Oliver Wallasch dari departemen kriminal akhirnya menemukan bahwa memang dari sekian pria ada dua orang pria saja yang tidak tahu sama sekali status HIV positif yang melekat pada Nadja. Satunya adalah seorang pemuda berusia 17 tahun yang dikenal Nadja pada pesta di sekolah dan seorang lagi adalah pria yang menyeretnya ke meja hijau itu. Lelaki itu amat marah dibohongi hingga 3 tahun berlalu. Nadja memakluminya, ia pasrah. Tobat, tobattt …
Dua tahun ia dihukum dengan beragam program, menjalani terapi dan 300 jam masa kerja sosial diberikan untuk Nadja dengan tuduhan mengancam kehidupan orang lain dengan tidak menjelaskan apa yang sesungguhnya terjadi (HIV positif) dan berbohong kepada beberapa orang di wilayah Jerman. Sepandai-pandai tupai melompat akan jatuh juga …
Dari biografi Nadja Bennaisa ini ada hikmah yang bisa diambil:
1.Menggunakan masa muda dengan hal-hal yang positif. Talenta bisa membumbung jika diasah terus (tak hanya IQ tapi juga EQ). Sesal kemudian tiada guna.
2.Menjauhi seks bebas dan narkoba, mencari teman yang tepat dan mendengarkan nasehat orang tua secara baik-baik. Doa orang tua, rahmat Allah juga.
3.Jika mengidap HIV/AIDS, menerangkan kepada pasangan dan menggunakan pengaman jika setuju untuk berhubungan intim, serta menghubungi pusat HIV/AIDS terdekat.
4.Pengidap HIV/AIDS bukan untuk dijauhi, seharusnya dibesarkan hatinya. Ia bahkan bisa dijadikan kaca untuk bercermin bahwa apa yang terjadi padanya tidak boleh terjadi lagi dalam kehidupan kita atau manusia lain.

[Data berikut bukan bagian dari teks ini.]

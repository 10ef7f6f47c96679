//! BSP tree node implementation.

use nalgebra::Point3;

use crate::{Aabb, Real};

/// Index of a node in a tree's node arena.
#[derive(Debug, Clone, Copy, PartialEq, Eq, Hash, PartialOrd, Ord)]
pub struct NodeId(u32);

impl NodeId {
    /// The root node of every tree.
    pub const ROOT: NodeId = NodeId(0);

    pub(crate) fn new(index: usize) -> Self {
        debug_assert!(index <= u32::MAX as usize, "node arena overflow");
        Self(index as u32)
    }

    /// Position of the node in the arena.
    #[inline]
    pub fn index(self) -> usize {
        self.0 as usize
    }
}

/// A node in the BSP tree.
///
/// Every node covers an axis-aligned box. Inner nodes split their box with a
/// plane perpendicular to `axis` into a low child (coordinates below the
/// plane) and a high child. Leaves hold the indices of the triangles whose
/// bounding boxes overlap the leaf box; a triangle straddling a split plane
/// is referenced by leaves on both sides.
#[derive(Debug, Clone)]
pub struct BspNode {
    /// Region covered by this node.
    bounds: Aabb,

    /// Split axis (0 = x, 1 = y, 2 = z). For leaves this is only the axis
    /// hint handed down by the parent.
    axis: usize,

    /// Split plane coordinate along `axis`; equals `low.max[axis]`.
    split: Real,

    /// Low and high child, or `None` for a leaf.
    children: Option<[NodeId; 2]>,

    /// Triangle indices; empty for inner nodes.
    members: Vec<u32>,
}

impl BspNode {
    /// Creates a leaf covering `bounds` with no triangles.
    pub fn new(bounds: Aabb, axis: usize) -> Self {
        Self {
            bounds,
            axis,
            split: bounds.min[axis],
            children: None,
            members: Vec::new(),
        }
    }

    /// Returns the region covered by this node.
    #[inline]
    pub fn bounds(&self) -> &Aabb {
        &self.bounds
    }

    /// Returns the minimum corner.
    #[inline]
    pub fn min(&self) -> Point3<Real> {
        self.bounds.min
    }

    /// Returns the maximum corner.
    #[inline]
    pub fn max(&self) -> Point3<Real> {
        self.bounds.max
    }

    /// Returns the split axis.
    #[inline]
    pub fn axis(&self) -> usize {
        self.axis
    }

    /// Returns the split plane coordinate, or `None` for a leaf.
    #[inline]
    pub fn split(&self) -> Option<Real> {
        self.children.map(|_| self.split)
    }

    /// Returns `[low, high]`, or `None` for a leaf.
    #[inline]
    pub fn children(&self) -> Option<[NodeId; 2]> {
        self.children
    }

    /// Returns the child below the split plane.
    #[inline]
    pub fn low(&self) -> Option<NodeId> {
        self.children.map(|[low, _]| low)
    }

    /// Returns the child above the split plane.
    #[inline]
    pub fn high(&self) -> Option<NodeId> {
        self.children.map(|[_, high]| high)
    }

    /// Checks if this node has no children.
    #[inline]
    pub fn is_leaf(&self) -> bool {
        self.children.is_none()
    }

    /// Returns the triangle indices stored in this leaf.
    #[inline]
    pub fn members(&self) -> &[u32] {
        &self.members
    }

    /// Turns the node into an inner node split at `split` along `axis`.
    pub(crate) fn set_split(&mut self, axis: usize, split: Real, children: [NodeId; 2]) {
        self.axis = axis;
        self.split = split;
        self.children = Some(children);
        self.members = Vec::new();
    }

    /// Stores the leaf's triangles.
    pub(crate) fn set_members(&mut self, members: Vec<u32>) {
        debug_assert!(self.is_leaf(), "only leaves hold triangles");
        self.members = members;
    }
}

#[cfg(test)]
mod tests {
    use super::*;

    fn make_bounds() -> Aabb {
        Aabb::new(Point3::new(0.0, 0.0, 0.0), Point3::new(2.0, 1.0, 1.0))
    }

    #[test]
    fn new_node_is_empty_leaf() {
        let node = BspNode::new(make_bounds(), 1);

        assert!(node.is_leaf());
        assert!(node.members().is_empty());
        assert!(node.children().is_none());
        assert!(node.split().is_none());
        assert_eq!(node.axis(), 1);
    }

    #[test]
    fn set_split_updates_leaf_status() {
        let mut node = BspNode::new(make_bounds(), 0);
        node.set_members(vec![0, 1]);
        node.set_split(0, 0.75, [NodeId::new(1), NodeId::new(2)]);

        assert!(!node.is_leaf());
        assert_eq!(node.low(), Some(NodeId::new(1)));
        assert_eq!(node.high(), Some(NodeId::new(2)));
        assert_eq!(node.split(), Some(0.75));
        // Inner nodes drop their triangles
        assert!(node.members().is_empty());
    }

    #[test]
    fn node_id_round_trips_index() {
        assert_eq!(NodeId::ROOT.index(), 0);
        assert_eq!(NodeId::new(42).index(), 42);
    }
}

5.Umur 28 tahun sudah patut ditulis sebagai tokoh biografi, ternyata telah banyak asam garam yang dirasakan pada usia muda. Jalan kehidupan Nadja masih panjang, semangatnya untuk meneruskan hidup meski dengan HIV positif patut ditiru. Rumput tetangga tak selamanya hijau, hidup adalah perjuangan.

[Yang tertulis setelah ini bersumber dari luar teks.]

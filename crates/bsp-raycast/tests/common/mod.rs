//! Mesh and ray generators shared by the integration tests.

#![allow(dead_code)]

use bsp_raycast::{Real, Triangle, TriangleFlags};
use nalgebra::{Point3, Vector3};
use rand::Rng;

/// Vertex, vertex-normal and triangle arrays of an owned test mesh.
pub struct MeshData {
    pub vertices: Vec<Point3<Real>>,
    pub normals: Vec<Vector3<Real>>,
    pub triangles: Vec<Triangle>,
}

impl MeshData {
    pub fn new() -> Self {
        Self {
            vertices: Vec::new(),
            normals: Vec::new(),
            triangles: Vec::new(),
        }
    }

    /// Appends a triangle with its own three vertices, using the face normal
    /// as vertex normal.
    pub fn push(&mut self, corners: [Point3<Real>; 3], flags: TriangleFlags) {
        let base = self.vertices.len() as u32;
        let normal = (corners[1] - corners[0])
            .cross(&(corners[2] - corners[0]))
            .try_normalize(0.0)
            .unwrap_or_else(Vector3::z);
        self.vertices.extend(corners);
        self.normals.extend([normal; 3]);
        self.triangles
            .push(Triangle::new([base, base + 1, base + 2], flags));
    }
}

pub fn random_point(rng: &mut impl Rng, extent: Real) -> Point3<Real> {
    Point3::new(
        rng.random_range(-extent..extent),
        rng.random_range(-extent..extent),
        rng.random_range(-extent..extent),
    )
}

pub fn random_direction(rng: &mut impl Rng) -> Vector3<Real> {
    loop {
        let v = random_point(rng, 1.0).coords;
        if let Some(unit) = v.try_normalize(1e-3) {
            return unit;
        }
    }
}

/// `count` random triangles of size up to `size` scattered in a cube of
/// half-width `extent`, with mixed flags.
pub fn random_soup(rng: &mut impl Rng, count: usize, extent: Real, size: Real) -> MeshData {
    let flags = [
        TriangleFlags::GEOMETRY,
        TriangleFlags::GEOMETRY | TriangleFlags::CAST_SHADOWS,
        TriangleFlags::CAST_SHADOWS,
        TriangleFlags::RECEIVE_CAUSTICS,
    ];
    let mut mesh = MeshData::new();
    for i in 0..count {
        let anchor = random_point(rng, extent);
        let corners = [
            anchor,
            anchor + random_point(rng, size).coords,
            anchor + random_point(rng, size).coords,
        ];
        mesh.push(corners, flags[i % flags.len()]);
    }
    mesh
}

/// Axis-aligned unit direction `sign * e_axis`.
pub fn axis_direction(axis: usize, sign: Real) -> Vector3<Real> {
    let mut v = Vector3::zeros();
    v[axis] = sign;
    v
}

Nadja telah berjanji tak ingin menjadi pop star lagi. Akun FB-nya yang berisi ribuan orang ditutup. Hanya akun rahasia dengan 50 teman saja yang ia pegang hingga kini, teman sejati. Teman yang mengerti dengan titel HIV positif yang disandangnya.

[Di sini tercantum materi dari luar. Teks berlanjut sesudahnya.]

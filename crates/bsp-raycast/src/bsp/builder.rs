//! Recursive subdivision of the scene box into BSP nodes.

use std::mem::size_of;

use log::{trace, warn};

use crate::{Aabb, BspError, BspNode, BuildConfig, NodeId, Result, TriangleBoundsCache};

/// Builds the node arena for one tree.
///
/// Nodes are appended to the arena in creation order, so the root is always
/// [`NodeId::ROOT`] and both children of a node are allocated together.
pub(crate) struct TreeBuilder<'a> {
    config: &'a BuildConfig,
    cache: &'a TriangleBoundsCache,
    nodes: Vec<BspNode>,
    duplicated: usize,
}

/// Output of a successful build.
pub(crate) struct BuiltNodes {
    pub(crate) nodes: Vec<BspNode>,
    pub(crate) duplicated: usize,
}

impl<'a> TreeBuilder<'a> {
    pub(crate) fn new(config: &'a BuildConfig, cache: &'a TriangleBoundsCache) -> Self {
        Self {
            config,
            cache,
            nodes: Vec::new(),
            duplicated: 0,
        }
    }

    /// Subdivides `bounds` until every leaf satisfies a stopping condition.
    ///
    /// On error the partially built arena is dropped.
    pub(crate) fn build(mut self, bounds: Aabb) -> Result<BuiltNodes> {
        let root = self.alloc(BspNode::new(bounds, 0));
        debug_assert_eq!(root, NodeId::ROOT);

        let members: Vec<u32> = self.cache.slots().collect();
        self.subdivide(root, members, 0)?;

        Ok(BuiltNodes {
            nodes: self.nodes,
            duplicated: self.duplicated,
        })
    }

    fn alloc(&mut self, node: BspNode) -> NodeId {
        let id = NodeId::new(self.nodes.len());
        self.nodes.push(node);
        id
    }

    /// Makes `node` a leaf holding `members`, or splits it and recurses.
    ///
    /// `members` are bounds-cache slots.
    fn subdivide(&mut self, node: NodeId, members: Vec<u32>, depth: usize) -> Result<()> {
        if members.len() <= self.config.max_leaf_size || depth >= self.config.max_depth {
            let triangles = members.iter().map(|&slot| self.cache.triangle(slot)).collect();
            self.nodes[node.index()].set_members(triangles);
            return Ok(());
        }

        let needed = (self.nodes.len() + 2) * size_of::<BspNode>();
        if needed > self.config.node_memory_budget {
            warn!(
                "aborting tree build: {} nodes would need {needed} bytes, budget is {}",
                self.nodes.len() + 2,
                self.config.node_memory_budget
            );
            return Err(BspError::NodeBudgetExceeded {
                nodes: self.nodes.len() + 2,
                budget: self.config.node_memory_budget,
            });
        }

        let bounds = *self.nodes[node.index()].bounds();
        let axis = bounds.largest_axis();
        let split = bounds.min[axis] + self.config.split_fraction * (bounds.max[axis] - bounds.min[axis]);
        let (low_bounds, high_bounds) = bounds.split(axis, split);

        let mut low_members = Vec::new();
        let mut high_members = Vec::new();
        for &slot in &members {
            let tri_bounds = self.cache.bounds(slot);
            let in_low = tri_bounds.overlaps_on_axis(&low_bounds, axis);
            let in_high = tri_bounds.overlaps_on_axis(&high_bounds, axis);
            if in_low {
                low_members.push(slot);
            }
            if in_high {
                high_members.push(slot);
            }
            if in_low && in_high {
                self.duplicated += 1;
            }
        }
        drop(members);

        trace!(
            "node {} depth {depth}: split axis {axis} at {split}, {} low / {} high",
            node.index(),
            low_members.len(),
            high_members.len()
        );

        let next_axis = (axis + 1) % 3;
        let low = self.alloc(BspNode::new(low_bounds, next_axis));
        let high = self.alloc(BspNode::new(high_bounds, next_axis));
        self.nodes[node.index()].set_split(axis, split, [low, high]);

        self.subdivide(low, low_members, depth + 1)?;
        self.subdivide(high, high_members, depth + 1)
    }
}

#[cfg(test)]
mod tests {
    use super::*;
    use crate::{MeshRef, Real, Triangle, TriangleFlags};
    use nalgebra::{Point3, Vector3};

    /// Two small triangles far apart on x plus one spanning the middle.
    fn make_mesh_data() -> (Vec<Point3<Real>>, Vec<Vector3<Real>>, Vec<Triangle>) {
        let vertices = vec![
            Point3::new(0.0, 0.0, 0.0),
            Point3::new(0.5, 0.0, 0.0),
            Point3::new(0.0, 0.5, 0.0),
            Point3::new(9.5, 0.0, 0.0),
            Point3::new(10.0, 0.0, 0.0),
            Point3::new(10.0, 0.5, 0.0),
            Point3::new(2.0, 0.0, 1.0),
            Point3::new(8.0, 0.0, 1.0),
            Point3::new(5.0, 0.5, 1.0),
        ];
        let normals = vec![Vector3::z(); vertices.len()];
        let triangles = vec![
            Triangle::new([0, 1, 2], TriangleFlags::GEOMETRY),
            Triangle::new([3, 4, 5], TriangleFlags::GEOMETRY),
            Triangle::new([6, 7, 8], TriangleFlags::GEOMETRY),
        ];
        (vertices, normals, triangles)
    }

    fn build_nodes(config: &BuildConfig) -> Result<BuiltNodes> {
        let (vertices, normals, triangles) = make_mesh_data();
        let mesh = MeshRef::new(&vertices, &normals, &triangles)?;
        let cache = TriangleBoundsCache::new(&mesh, config.flag_mask);
        let bounds = cache.scene_bounds().unwrap();
        TreeBuilder::new(config, &cache).build(bounds)
    }

    #[test]
    fn splits_largest_axis_and_duplicates_straddlers() {
        let config = BuildConfig::new(1, 1);
        let built = build_nodes(&config).unwrap();

        // Root plus two leaves
        assert_eq!(built.nodes.len(), 3);
        let root = &built.nodes[0];
        assert_eq!(root.axis(), 0);
        let split = root.split().unwrap();
        assert!((split - 0.499999 * 10.0).abs() < 1e-4);

        let low = &built.nodes[root.low().unwrap().index()];
        let high = &built.nodes[root.high().unwrap().index()];
        assert_eq!(low.members(), &[0, 2]);
        assert_eq!(high.members(), &[1, 2]);
        assert_eq!(built.duplicated, 1);

        // Children get the next axis as a hint
        assert_eq!(low.axis(), 1);
    }

    #[test]
    fn leaf_size_stops_subdivision() {
        let config = BuildConfig::new(10, 3);
        let built = build_nodes(&config).unwrap();
        assert_eq!(built.nodes.len(), 1);
        assert_eq!(built.nodes[0].members(), &[0, 1, 2]);
    }

    #[test]
    fn depth_limit_stops_subdivision() {
        let config = BuildConfig::new(0, 0);
        let built = build_nodes(&config).unwrap();
        assert_eq!(built.nodes.len(), 1);
        assert!(built.nodes[0].is_leaf());
    }

    #[test]
    fn budget_aborts_build() {
        let budget = 2 * size_of::<BspNode>();
        let config = BuildConfig::new(10, 0).with_node_memory_budget(budget);
        let err = build_nodes(&config).err().unwrap();
        assert_eq!(err, BspError::NodeBudgetExceeded { nodes: 3, budget });
    }

    #[test]
    fn inner_nodes_hold_no_members() {
        let config = BuildConfig::new(6, 1);
        let built = build_nodes(&config).unwrap();
        for node in &built.nodes {
            if !node.is_leaf() {
                assert!(node.members().is_empty());
            }
        }
    }
}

There is a long and winding road. Nadja, Leila dan Jeany mengungsi ke Berlin disebuah rumah susun Friedrichshain. Memulai hidup baru dengan suasana yang lain.
Berlin. Anjing. Menyepi. Tiga tekatnya untuk mengakhiri hidup yang menyeramkan dalam diri Nadja dan meraih hari esok yang cerah. Tak ada keinginan dikerubuti 1000 fans atau teman, yang ia puja hanyalah tempat bersarang yang aman dan nyaman, home sweet home. Hiks. Good luck, Nadja. God bless.
Sumber: Buku „Alles Wird Gut“ biografi Nadja Benaissa (eks anggota band „No Angels“ Jerman) karya Tinka Dippel.